(Excerpts from a dataset)

--- START ---

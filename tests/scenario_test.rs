//! End-to-end filter and aggregate scenarios on the three-row reference dataset.

use food_waste_dashboard::charts::ChartData;
use food_waste_dashboard::data::{filter, Dataset, FilterSelection, FilteredView, Record};
use food_waste_dashboard::stats::{format, Aggregator, Insights};
use std::collections::BTreeMap;

fn dataset() -> Dataset {
    Dataset::new(vec![
        Record::new("USA", 2020, "Fruit", 100.0, 10.0, 5.0, 20.0),
        Record::new("USA", 2021, "Fruit", 200.0, 20.0, 6.0, 25.0),
        Record::new("India", 2020, "Grain", 150.0, 5.0, 3.0, 15.0),
    ])
}

#[test]
fn usa_only() {
    let ds = dataset();
    let sel = FilterSelection::all(&ds).with_countries(["USA"]);
    let agg = Aggregator::compute(&filter(&ds, &sel));

    assert_eq!(agg.record_count, 2);
    assert_eq!(agg.total_waste, 300.0);
    assert_eq!(agg.by_country, BTreeMap::from([("USA".to_string(), 300.0)]));
    assert_eq!(agg.top_waste_country.as_deref(), Some("USA"));
    assert_eq!(agg.by_year, BTreeMap::from([(2020, 100.0), (2021, 200.0)]));
}

#[test]
fn year_2020_spans_both_countries() {
    let ds = dataset();
    let sel = FilterSelection::all(&ds).with_years([2020]);
    let view = filter(&ds, &sel);
    let agg = Aggregator::compute(&view);

    assert_eq!(view.len(), 2);
    assert_eq!(
        agg.by_country,
        BTreeMap::from([("USA".to_string(), 100.0), ("India".to_string(), 150.0)])
    );
    assert_eq!(agg.top_waste_country.as_deref(), Some("India"));
    assert_eq!(agg.top_loss_category.as_deref(), Some("Fruit"));
}

#[test]
fn cleared_filter_degrades_to_empty_dashboard() {
    let ds = dataset();
    let sel = FilterSelection::all(&ds).with_categories(Vec::<String>::new());
    let agg = Aggregator::compute(&filter(&ds, &sel));

    let tiles = format::kpi_tiles(&agg);
    assert_eq!(tiles[0].1, "0.00 M Tons");
    assert_eq!(tiles[2].1, "N/A");
    assert_eq!(agg.top_waste_country_label(), "N/A");
    assert!(ChartData::from_aggregates(&agg).is_empty());

    let insights = Insights::from_aggregates(&agg);
    assert_eq!(insights.top_country, "N/A");
}

#[test]
fn full_selection_sums_whole_dataset() {
    let ds = dataset();
    let agg = Aggregator::compute(&filter(&ds, &FilterSelection::all(&ds)));
    let direct = Aggregator::compute(&FilteredView::unfiltered(&ds));

    assert_eq!(agg, direct);
    assert_eq!(agg.total_waste, 450.0);
    assert_eq!(format::economic_loss(agg.economic_loss), "$35 M");
}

--- END ---

- _What the task requires_
Please restate the records word for word. Go from the first line to the line with "fn dataset() ->" and include both.

- _Response to the task_
filename tests/scenario_test.rs
//! End-to-end filter and aggregate scenarios on the three-row reference dataset.

use food_waste_dashboard::charts::ChartData;
use food_waste_dashboard::data::{filter, Dataset, FilterSelection, FilteredView, Record};
use food_waste_dashboard::stats::{format, Aggregator, Insights};
use std::collections::BTreeMap;

fn dataset() -> Dataset {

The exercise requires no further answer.